La norma non fa riferimento al periodo di fruizione di un ammortizzatore sociale Covid-19 (es. CIGO, FIS, CIGD, ecc.) ma di un periodo non meglio identificato che riguarda, non tanto l’inattività aziendale, ad esempio la chiusura dell’azienda nel periodo di lockdown, ma l’inattività lavorativa del singolo soggetto, in considerazione della sua sospensione dall'attività in ragione delle misure di emergenza epidemiologica da COVID-19.

Ma oltre alla mancanza di chiarezza sul periodo di “ultrattività” del contratto, la disposizione presenta una serie di criticità applicative che qui sintetizzo:

- proroga: la norma prevede una proroga obbligatoria per un periodo pari alla durata di sospensione dell'attività lavorativa. Detta proroga, ritengo, non vada a sommarsi con il monte proroghe (4 in tutto) previste dall’articolo 21 del TU dei contratti di lavoro (decreto legislativo n. 81/2015).

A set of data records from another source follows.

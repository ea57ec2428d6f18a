//! Typed identifiers for servers and users.

use serde::{Deserialize, Serialize};
use std::fmt;
use uuid::Uuid;

/// Unique server identifier.
///
/// Generated ids are UUIDv7, so their string form sorts lexicographically
/// in creation order.
#[derive(Debug, Clone, PartialEq, Eq, Hash, PartialOrd, Ord, Serialize, Deserialize)]
#[serde(transparent)]
pub struct ServerId(String);

impl ServerId {
    /// Generate a fresh time-ordered id.
    pub fn generate() -> Self {
        Self(Uuid::now_v7().to_string())
    }

    /// View as a string slice.
    pub fn as_str(&self) -> &str {
        &self.0
    }
}

impl fmt::Display for ServerId {
    fn fmt(&self, f: &mut fmt::Formatter<'_>) -> fmt::Result {
        f.write_str(&self.0)
    }
}

impl From<String> for ServerId {
    fn from(raw: String) -> Self {
        Self(raw)
    }
}

impl From<&str> for ServerId {
    fn from(raw: &str) -> Self {
        Self(raw.to_string())
    }
}

/// Unique user identifier.
///
/// Issued by the identity system; this crate treats it as an opaque
/// stable string.
#[derive(Debug, Clone, PartialEq, Eq, Hash, PartialOrd, Ord, Serialize, Deserialize)]
#[serde(transparent)]
pub struct UserId(String);

impl UserId {
    /// View as a string slice.
    pub fn as_str(&self) -> &str {
        &self.0
    }
}

impl fmt::Display for UserId {
    fn fmt(&self, f: &mut fmt::Formatter<'_>) -> fmt::Result {
        f.write_str(&self.0)
    }
}

impl From<String> for UserId {
    fn from(raw: String) -> Self {
        Self(raw)
    }
}

impl From<&str> for UserId {
    fn from(raw: &str) -> Self {
        Self(raw.to_string())
    }
}

#[cfg(test)]
mod tests {
    use super::*;
    use uuid::{NoContext, Timestamp};

    #[test]
    fn generated_ids_are_unique() {
        let a = ServerId::generate();
        let b = ServerId::generate();
        assert_ne!(a, b);
    }

    #[test]
    fn id_strings_sort_in_creation_order() {
        // UUIDv7 leads with the unix timestamp, so string order tracks time.
        let early = Uuid::new_v7(Timestamp::from_unix(NoContext, 1_700_000_000, 0));
        let late = Uuid::new_v7(Timestamp::from_unix(NoContext, 1_700_000_060, 0));
        assert!(early.to_string() < late.to_string());

        let early_id = ServerId::from(early.to_string());
        let late_id = ServerId::from(late.to_string());
        assert!(early_id < late_id);
    }

    #[test]
    fn display_matches_inner_string() {
        let id = UserId::from("user-42");
        assert_eq!(id.to_string(), "user-42");
        assert_eq!(id.as_str(), "user-42");
    }
}
//! Server lifecycle and membership management.
//!
//! One service struct, its operations split across files:
//! - [`lifecycle`]: create / get / list / rename / delete server
//! - [`membership`]: add member, remove member, change role, list members
//!
//! Every operation receives the authenticated caller id from the identity
//! collaborator and trusts it. Operations re-derive caller and target
//! roles from the store on each call and apply the role policy before
//! mutating anything.

mod lifecycle;
mod membership;

use crate::error::{EngineResult, Error};
use crate::id::{ServerId, UserId};
use crate::metrics;
use crate::model::{Membership, Server, User};
use crate::store::Store;
use std::sync::Arc;

/// The membership engine: server lifecycle plus membership management.
pub struct ServerService {
    store: Arc<dyn Store>,
}

impl ServerService {
    /// Create a service over the given storage backend.
    pub fn new(store: Arc<dyn Store>) -> Self {
        Self { store }
    }

    /// Fetch a server or fail `NotFound`.
    async fn require_server(&self, server_id: &ServerId) -> EngineResult<Server> {
        self.store
            .server_by_id(server_id)
            .await
            .map_err(Error::Store)?
            .ok_or_else(|| Error::NotFound(format!("server {server_id}")))
    }

    /// Fetch a directory user or fail `NotFound`.
    async fn require_user(&self, user_id: &UserId) -> EngineResult<User> {
        self.store
            .user_by_id(user_id)
            .await
            .map_err(Error::Store)?
            .ok_or_else(|| Error::NotFound(format!("user {user_id}")))
    }

    /// Fetch the caller's membership or fail `Forbidden`.
    ///
    /// Membership existence is the sole test of "is this user part of this
    /// server", so an absent server and a non-member caller look the same
    /// from here: the caller has no standing.
    async fn require_membership(
        &self,
        caller: &UserId,
        server_id: &ServerId,
    ) -> EngineResult<Membership> {
        self.store
            .membership(caller, server_id)
            .await
            .map_err(Error::Store)?
            .ok_or_else(|| {
                Error::Forbidden(format!("user {caller} is not a member of server {server_id}"))
            })
    }
}

/// Record the operation and, on failure, its error code.
fn record_outcome<T>(operation: &'static str, result: &EngineResult<T>) {
    metrics::record_operation(operation);
    if let Err(e) = result {
        metrics::record_operation_error(operation, e.error_code());
    }
}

- durata massima: il contratto a tempo determinato prevede un massimale di durata (riferito a tutti i rapporti di lavoro a termine con il singolo lavoratore) che è indicato dalla contrattazione collettiva o, in alternativa, dal legislatore (24 mesi). Detto prolungamento del rapporto può far sforare il massimale di durata in capo al singolo prestatore di lavoro. In questo caso, essendo un obbligo di legge, ritengo che il periodo sia da neutralizzare e non possa essere computato nel periodo massimo di durata del contratto a tempo determinato, così come calcolato ai sensi dell’articolo 19, comma 2, del decreto legislativo n. 81/2015.

- diritto di precedenza: se il contratto a termine, in virtù di questo ampliamento della durata del rapporto di lavoro, supera i 6 mesi, il lavoratore acquisisce il diritto di precedenza sulle assunzioni a tempo indeterminato effettuate dal datore di lavoro entro i successivi 12 mesi (con riferimento alle mansioni già espletate).

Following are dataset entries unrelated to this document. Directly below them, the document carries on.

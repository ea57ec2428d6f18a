//! Server lifecycle operations: create, get, list, rename, delete.

use super::{ServerService, record_outcome};
use crate::error::{EngineResult, Error};
use crate::id::{ServerId, UserId};
use crate::model::{Membership, Role, Server, normalize_server_name};
use tracing::{info, warn};

impl ServerService {
    /// Create a server owned by the caller.
    ///
    /// Two writes: the server record, then the caller's `owner` membership.
    /// They are not atomic across arbitrary backends; if the second write
    /// fails the operation surfaces [`Error::Inconsistent`] and is never
    /// retried automatically, since re-running the first write would
    /// duplicate the server.
    pub async fn create_server(&self, caller: &UserId, raw_name: &str) -> EngineResult<Server> {
        let result: EngineResult<Server> = async {
            let name = normalize_server_name(raw_name)?;
            self.require_user(caller).await?;

            let now = chrono::Utc::now().timestamp();
            let server = Server {
                id: ServerId::generate(),
                name,
                owner_id: caller.clone(),
                created_at: now,
            };
            self.store.create_server(&server).await?;

            let owner_membership = Membership {
                user_id: caller.clone(),
                server_id: server.id.clone(),
                role: Role::Owner,
                joined_at: now,
            };
            if let Err(e) = self.store.create_membership(&owner_membership).await {
                warn!(server = %server.id, owner = %caller, error = %e,
                      "owner membership write failed after server write");
                return Err(Error::Inconsistent(format!(
                    "server {} was created without an owner membership: {e}",
                    server.id
                )));
            }

            info!(server = %server.id, name = %server.name, owner = %caller, "server created");
            Ok(server)
        }
        .await;
        record_outcome("create_server", &result);
        result
    }

    /// Fetch a server the caller is a member of.
    pub async fn get_server(&self, caller: &UserId, server_id: &ServerId) -> EngineResult<Server> {
        let result: EngineResult<Server> = async {
            let server = self.require_server(server_id).await?;
            self.require_membership(caller, server_id).await?;
            Ok(server)
        }
        .await;
        record_outcome("get_server", &result);
        result
    }

    /// All servers the caller is a member of, in creation order.
    ///
    /// An empty result is valid, not an error.
    pub async fn list_servers(&self, caller: &UserId) -> EngineResult<Vec<Server>> {
        let result: EngineResult<Vec<Server>> = async {
            if caller.as_str().is_empty() {
                return Err(Error::InvalidInput("user id is required".into()));
            }
            Ok(self.store.servers_by_user(caller).await?)
        }
        .await;
        record_outcome("list_servers", &result);
        result
    }

    /// Rename a server. Owner or admin only; the name is validated exactly
    /// as at creation.
    pub async fn update_server_name(
        &self,
        caller: &UserId,
        server_id: &ServerId,
        raw_name: &str,
    ) -> EngineResult<Server> {
        let result: EngineResult<Server> = async {
            let name = normalize_server_name(raw_name)?;
            let mut server = self.require_server(server_id).await?;
            let membership = self.require_membership(caller, server_id).await?;
            if !matches!(membership.role, Role::Owner | Role::Admin) {
                return Err(Error::Forbidden(
                    "only the owner or an admin may rename the server".into(),
                ));
            }

            self.store.update_server_name(server_id, &name).await?;
            info!(server = %server_id, name = %name, by = %caller, "server renamed");
            server.name = name;
            Ok(server)
        }
        .await;
        record_outcome("update_server_name", &result);
        result
    }

    /// Delete a server and all its memberships. Owner only.
    pub async fn delete_server(&self, caller: &UserId, server_id: &ServerId) -> EngineResult<()> {
        let result: EngineResult<()> = async {
            let membership = self.require_membership(caller, server_id).await?;
            if membership.role != Role::Owner {
                return Err(Error::Forbidden(
                    "only the owner may delete the server".into(),
                ));
            }

            self.store.delete_server(server_id).await?;
            info!(server = %server_id, by = %caller, "server deleted");
            Ok(())
        }
        .await;
        record_outcome("delete_server", &result);
        result
    }
}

- computo per la quota di riserva disabili: se il rapporto a tempo determinato era stato contrattualizzato per un periodo massimo di 6 mesi, l’estensione del periodo può portare a che il lavoratore venga computato nella quota di riserva per il calcolo dei soggetti disabili da assumere (articolo 4, della Legge n. 68/1999).

-stagionali: tra i contratti a tempo determinato rientrano, seppure con regole diverse, anche i rapporti di lavoro stagionali. Una interpretazione estensiva della norma porterà all’applicazione della proroga obbligatoria anche per questi contratti. Proroga che potrebbe far “sforare” il periodo di stagionalità e comunque che obbligherebbe il datore di lavoro a richiedere prestazioni per attività stagionali non più in essere.

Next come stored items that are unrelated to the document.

//! Role policy: the rules deciding who may act on whom.
//!
//! The policy is a pure function of two roles and the actor/target
//! identities. It holds no state and consults no storage; the managers in
//! [`crate::services`] fetch current membership rows and hand the roles in.

use crate::id::UserId;
use crate::model::Role;

impl Role {
    /// Strict-hierarchy check: whether this role outranks `target` enough
    /// to act on it.
    ///
    /// `owner` acts on anything; `admin` on moderators and members;
    /// `moderator` on members; `member` on nothing. Equal roles never
    /// qualify, so the hierarchy is irreflexive below the top.
    pub fn can_target(self, target: Role) -> bool {
        match self {
            Role::Owner => true,
            Role::Admin => matches!(target, Role::Moderator | Role::Member),
            Role::Moderator => target == Role::Member,
            Role::Member => false,
        }
    }
}

/// Whether `actor` may perform a membership action against `target`.
///
/// Acting on oneself is always permitted here; operations with destructive
/// self-variants (an owner removing themself, an owner changing their own
/// role) reject those cases before consulting the policy, and those
/// operation-level rejections take precedence over this shortcut.
pub fn can_act_on(
    actor_role: Role,
    target_role: Role,
    actor_id: &UserId,
    target_id: &UserId,
) -> bool {
    if actor_id == target_id {
        return true;
    }
    actor_role.can_target(target_role)
}

#[cfg(test)]
mod tests {
    use super::*;

    const ROLES: [Role; 4] = [Role::Owner, Role::Admin, Role::Moderator, Role::Member];

    #[test]
    fn full_permission_table() {
        let actor = UserId::from("actor");
        let target = UserId::from("target");

        let allowed = [
            (Role::Owner, Role::Owner),
            (Role::Owner, Role::Admin),
            (Role::Owner, Role::Moderator),
            (Role::Owner, Role::Member),
            (Role::Admin, Role::Moderator),
            (Role::Admin, Role::Member),
            (Role::Moderator, Role::Member),
        ];

        for a in ROLES {
            for t in ROLES {
                let expected = allowed.contains(&(a, t));
                assert_eq!(
                    can_act_on(a, t, &actor, &target),
                    expected,
                    "actor {a} vs target {t}"
                );
            }
        }
    }

    #[test]
    fn self_action_is_always_permitted() {
        let me = UserId::from("me");
        for a in ROLES {
            for t in ROLES {
                assert!(can_act_on(a, t, &me, &me), "self as {a} vs {t}");
            }
        }
    }

    #[test]
    fn hierarchy_is_irreflexive_below_owner() {
        let actor = UserId::from("a");
        let target = UserId::from("b");
        for role in [Role::Admin, Role::Moderator, Role::Member] {
            assert!(!can_act_on(role, role, &actor, &target), "{role} on {role}");
        }
    }

    #[test]
    fn hierarchy_is_transitive_downward() {
        // If an actor can act on role R, it can act on everything below R.
        for a in ROLES {
            for r in ROLES {
                if a.can_target(r) {
                    for below in ROLES.iter().filter(|b| **b < r) {
                        assert!(a.can_target(*below), "{a} reaches {r} but not {below}");
                    }
                }
            }
        }
    }
}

Questi sono solo alcuni aspetti, non identificati dal legislatore, che possono compromettere la corretta applicazione della disposizione da parte delle aziende. Inoltre, in un periodo nel quale l’incertezza degli eventi è alquanto predominante, ritengo che obbligare l’azienda a proseguire rapporti di lavoro per i quali era già stata decisa una scadenza, valutata anche in considerazione del fabbisogno organizzativo/produttivo, sia una “ingerenza alquanto inopportuna”. Ciò anche perché il legislatore impone, oltre all’ulteriore prestazione lavorativa, anche la conseguente retribuzione/contribuzione a carico dell’azienda, che non sempre potrà essere supportata da una effettiva esigenza produttiva.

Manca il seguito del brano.